- Read, understand and respond to texts: maintain a critical style and develop an informed personal response; use textual references, including quotations, to support and illustrate interpretations.
- Identify and interpret explicit and implicit information and ideas; select and synthesise evidence from different texts
- Explain, comment on and analyse how writers use language, form and structure to create meanings, to achieve effects and influence readers, using relevant subject terminology to support their views
- Compare writers’ ideas and perspectives, as well as how these are conveyed
- Show understanding of the relationships between texts and the contexts in which they were written.

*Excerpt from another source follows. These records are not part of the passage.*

//! Widget Store
//!
//! Ordered collection of widgets with their latest documents. All mutations
//! are synchronous and take `&mut self`; callers share the store behind a
//! lock so no partially applied update is ever observable.
//!
//! Only ids and configs survive persistence (see [`StoreSnapshot`]); fetched
//! documents are re-acquired by the refresh loop after a reload.

use crate::widget::{StoreError, StoreResult, WidgetConfig, WidgetData};
use serde::{Deserialize, Serialize};
use serde_json::Value;
use std::collections::HashSet;

/// Ordered widget collection
#[derive(Debug, Clone, Default)]
pub struct WidgetStore {
    widgets: Vec<WidgetData>,
}

/// Persisted form of the store: ordered `{id, config}` pairs
#[derive(Debug, Clone, Default, Serialize, Deserialize, PartialEq)]
pub struct StoreSnapshot {
    #[serde(default)]
    pub widgets: Vec<SnapshotEntry>,
}

/// One persisted widget
#[derive(Debug, Clone, Serialize, Deserialize, PartialEq)]
pub struct SnapshotEntry {
    pub id: String,
    pub config: WidgetConfig,
}

impl WidgetStore {
    /// Create an empty store
    pub fn new() -> Self {
        Self::default()
    }

    /// Widgets in display order
    pub fn widgets(&self) -> &[WidgetData] {
        &self.widgets
    }

    /// Get a widget by id
    pub fn get(&self, id: &str) -> Option<&WidgetData> {
        self.widgets.iter().find(|w| w.id == id)
    }

    /// Position of a widget in display order
    pub fn position(&self, id: &str) -> Option<usize> {
        self.widgets.iter().position(|w| w.id == id)
    }

    pub fn contains(&self, id: &str) -> bool {
        self.position(id).is_some()
    }

    pub fn len(&self) -> usize {
        self.widgets.len()
    }

    pub fn is_empty(&self) -> bool {
        self.widgets.is_empty()
    }

    /// Append a new widget in its pre-fetch state
    pub fn add(&mut self, config: WidgetConfig) -> StoreResult<&WidgetData> {
        config.validate()?;
        if self.contains(&config.id) {
            return Err(StoreError::DuplicateId(config.id));
        }

        self.widgets.push(WidgetData::new(config));
        let idx = self.widgets.len() - 1;
        Ok(&self.widgets[idx])
    }

    /// Remove a widget, returning it if it existed
    pub fn remove(&mut self, id: &str) -> Option<WidgetData> {
        let idx = self.position(id)?;
        Some(self.widgets.remove(idx))
    }

    /// Replace a widget's config, keeping its last document
    ///
    /// The config's id is forced to `id`. Returns the previous config.
    pub fn update(&mut self, id: &str, mut config: WidgetConfig) -> StoreResult<WidgetConfig> {
        config.id = id.to_string();
        config.validate()?;

        let widget = self
            .widgets
            .iter_mut()
            .find(|w| w.id == id)
            .ok_or_else(|| StoreError::NotFound(id.to_string()))?;

        Ok(std::mem::replace(&mut widget.config, config))
    }

    /// Record a freshly fetched document
    ///
    /// Returns `false` if the widget no longer exists; nothing is created.
    pub fn refresh(&mut self, id: &str, document: Value, updated_at: impl Into<String>) -> bool {
        match self.widgets.iter_mut().find(|w| w.id == id) {
            Some(widget) => {
                widget.last_data = Some(document);
                widget.last_updated = updated_at.into();
                widget.is_loading = false;
                true
            }
            None => false,
        }
    }

    /// Set the loading flag; returns `false` if the widget no longer exists
    pub fn set_loading(&mut self, id: &str, loading: bool) -> bool {
        match self.widgets.iter_mut().find(|w| w.id == id) {
            Some(widget) => {
                widget.is_loading = loading;
                true
            }
            None => false,
        }
    }

    /// Replace the whole ordering
    ///
    /// The caller supplies the new sequence (normally a permutation of the
    /// current one); only id uniqueness is enforced.
    pub fn reorder(&mut self, widgets: Vec<WidgetData>) -> StoreResult<()> {
        let mut seen = HashSet::new();
        for widget in &widgets {
            if !seen.insert(widget.id.as_str()) {
                return Err(StoreError::DuplicateId(widget.id.clone()));
            }
        }

        self.widgets = widgets;
        Ok(())
    }

    /// Move the widget at `from` to position `to`
    pub fn move_widget(&mut self, from: usize, to: usize) -> StoreResult<()> {
        let len = self.widgets.len();
        for index in [from, to] {
            if index >= len {
                return Err(StoreError::OutOfRange { index, len });
            }
        }

        let mut reordered = self.widgets.clone();
        let dragged = reordered.remove(from);
        reordered.insert(to, dragged);
        self.reorder(reordered)
    }

    /// Persistable view: ids and configs only
    pub fn snapshot(&self) -> StoreSnapshot {
        StoreSnapshot {
            widgets: self
                .widgets
                .iter()
                .map(|w| SnapshotEntry {
                    id: w.id.clone(),
                    config: w.config.clone(),
                })
                .collect(),
        }
    }

    /// Rebuild a store from a snapshot, every widget in its pre-fetch state
    ///
    /// Entries with an empty or repeated id are skipped; configs are
    /// normalized rather than rejected.
    pub fn from_snapshot(snapshot: StoreSnapshot) -> Self {
        let mut store = Self::new();

        for SnapshotEntry { id, mut config } in snapshot.widgets {
            if id.trim().is_empty() {
                tracing::warn!("Skipping persisted widget without id");
                continue;
            }
            if store.contains(&id) {
                tracing::warn!(widget_id = %id, "Skipping duplicate persisted widget");
                continue;
            }

            config.id = id;
            config.normalize();
            store.widgets.push(WidgetData::new(config));
        }

        store
    }
}

#[cfg(test)]
mod tests {
    use super::*;
    use crate::widget::{ConfigValidationError, DisplayMode, SelectedField};
    use serde_json::json;

    fn config(id: &str) -> WidgetConfig {
        WidgetConfig::new(format!("Widget {}", id), format!("https://api.test/{}", id))
            .id(id)
            .field(SelectedField::new("data.price"))
    }

    fn ids(store: &WidgetStore) -> Vec<&str> {
        store.widgets().iter().map(|w| w.id.as_str()).collect()
    }

    #[test]
    fn test_add_appends_pre_fetch_widget() {
        let mut store = WidgetStore::new();
        store.add(config("a")).unwrap();
        let added = store.add(config("b")).unwrap();

        assert_eq!(added.id, "b");
        assert!(added.last_data.is_none());
        assert_eq!(added.last_updated, "");
        assert!(!added.is_loading);
        assert_eq!(ids(&store), vec!["a", "b"]);
    }

    #[test]
    fn test_add_rejects_duplicates_and_invalid() {
        let mut store = WidgetStore::new();
        store.add(config("a")).unwrap();

        assert_eq!(
            store.add(config("a")).unwrap_err(),
            StoreError::DuplicateId("a".into())
        );

        let mut bad = config("c");
        bad.selected_fields.clear();
        assert_eq!(
            store.add(bad).unwrap_err(),
            StoreError::Invalid(ConfigValidationError::NoFields)
        );
        assert_eq!(store.len(), 1);
    }

    #[test]
    fn test_remove() {
        let mut store = WidgetStore::new();
        store.add(config("a")).unwrap();
        store.add(config("b")).unwrap();

        assert_eq!(store.remove("a").unwrap().id, "a");
        assert!(store.remove("a").is_none());
        assert_eq!(ids(&store), vec!["b"]);
    }

    #[test]
    fn test_update_keeps_last_data() {
        let mut store = WidgetStore::new();
        store.add(config("a")).unwrap();
        store.refresh("a", json!({"data": {"price": 1}}), "10:00:00");

        let new_config = config("other").display_mode(DisplayMode::Chart);
        let previous = store.update("a", new_config).unwrap();

        assert_eq!(previous.display_mode, DisplayMode::Card);
        let widget = store.get("a").unwrap();
        assert_eq!(widget.config.id, "a");
        assert_eq!(widget.config.display_mode, DisplayMode::Chart);
        assert_eq!(widget.last_data, Some(json!({"data": {"price": 1}})));

        assert_eq!(
            store.update("missing", config("missing")).unwrap_err(),
            StoreError::NotFound("missing".into())
        );
    }

    #[test]
    fn test_refresh_missing_widget_is_noop() {
        let mut store = WidgetStore::new();
        assert!(!store.refresh("ghost", json!({}), "10:00:00"));
        assert!(!store.set_loading("ghost", true));
        assert!(store.is_empty());
    }

    #[test]
    fn test_refresh_clears_loading() {
        let mut store = WidgetStore::new();
        store.add(config("a")).unwrap();
        store.set_loading("a", true);
        assert!(store.get("a").unwrap().is_loading);

        assert!(store.refresh("a", json!({"x": 1}), "12:30:00"));
        let widget = store.get("a").unwrap();
        assert!(!widget.is_loading);
        assert_eq!(widget.last_updated, "12:30:00");
    }

    #[test]
    fn test_reorder_and_move() {
        let mut store = WidgetStore::new();
        for id in ["a", "b", "c"] {
            store.add(config(id)).unwrap();
        }

        store.move_widget(0, 2).unwrap();
        assert_eq!(ids(&store), vec!["b", "c", "a"]);

        let mut reversed = store.widgets().to_vec();
        reversed.reverse();
        store.reorder(reversed).unwrap();
        assert_eq!(ids(&store), vec!["a", "c", "b"]);

        let dup = vec![store.widgets()[0].clone(), store.widgets()[0].clone()];
        assert!(store.reorder(dup).is_err());
        assert_eq!(store.len(), 3);

        assert_eq!(
            store.move_widget(3, 0).unwrap_err(),
            StoreError::OutOfRange { index: 3, len: 3 }
        );
    }

    #[test]
    fn test_snapshot_drops_transient_state() {
        let mut store = WidgetStore::new();
        store.add(config("a")).unwrap();
        store.add(config("b")).unwrap();
        store.refresh("a", json!({"data": {"price": 9}}), "10:00:00");

        let restored = WidgetStore::from_snapshot(store.snapshot());

        assert_eq!(ids(&restored), vec!["a", "b"]);
        let widget = restored.get("a").unwrap();
        assert!(widget.last_data.is_none());
        assert_eq!(widget.last_updated, "");
        assert!(!widget.is_loading);
        assert_eq!(widget.config, store.get("a").unwrap().config);
    }

    #[test]
    fn test_from_snapshot_repairs_entries() {
        let snapshot: StoreSnapshot = serde_json::from_value(json!({
            "widgets": [
                {"id": "a", "config": {"name": "A", "apiUrl": "u", "refreshInterval": 1,
                    "selectedFields": [{"path": "x.y"}]}},
                {"id": "a", "config": {"name": "dup"}},
                {"id": "", "config": {"name": "anonymous"}}
            ]
        }))
        .unwrap();

        let store = WidgetStore::from_snapshot(snapshot);
        assert_eq!(store.len(), 1);

        let config = &store.get("a").unwrap().config;
        assert_eq!(config.id, "a");
        assert_eq!(config.name, "A");
        assert_eq!(config.refresh_interval, 5);
        assert_eq!(config.selected_fields[0].label, "y");
    }
}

- Communicate clearly, effectively and imaginatively, selecting and adapting tone, style and register for different forms, purposes and audiences. Organise information and ideas, using structural and grammatical features to support coherence and cohesion of texts
- Candidates must use a range of vocabulary and sentence structures for clarity, purpose and effect, with accurate spelling and punctuation.
- Demonstrate presentation skills in a formal setting
- Listen and respond appropriately to spoken language, including to questions and feedback on presentations
- Use spoken Standard English effectively in speeches and presentations.
Cross Curricular
- English, in the form of literacy skills, underpins every other subject on the curriculum. Specific content links can be made to:
- History – with links made in the context of texts studied.
- Media – will be made in the majority of units with students working on language and presentational devices of newspapers, magazines, leaflets and social media.
- IT – with students being given a chance to develop research, typing and presentational skills
- PSHE – with students developing the knowledge of the skills and attributes they will need in wider life, including an appreciation of those from different social, economic and cultural backgrounds to their own.
Cultural capital (including skills and emotional)
- Developing resilience through literacy skills: reading sophisticated literature texts, creating presentations, extended writing, reading, implementation of complex vocabulary, and discussions.
- Social/Historical knowledge about the key moments in history: war, poverty, social and political change
- Cultural knowledge developed through studying a range of genres including prose, poetry and drama.
- Empathy developed through studying characters, their situations, and representations of class, ethnicity, gender, and age in focus texts.
- Opportunities to engage with literature: theatre trips; using technology to experience wider aspects of Literature (online museums, galleries, theatres, etc.); wider reading through links to local library.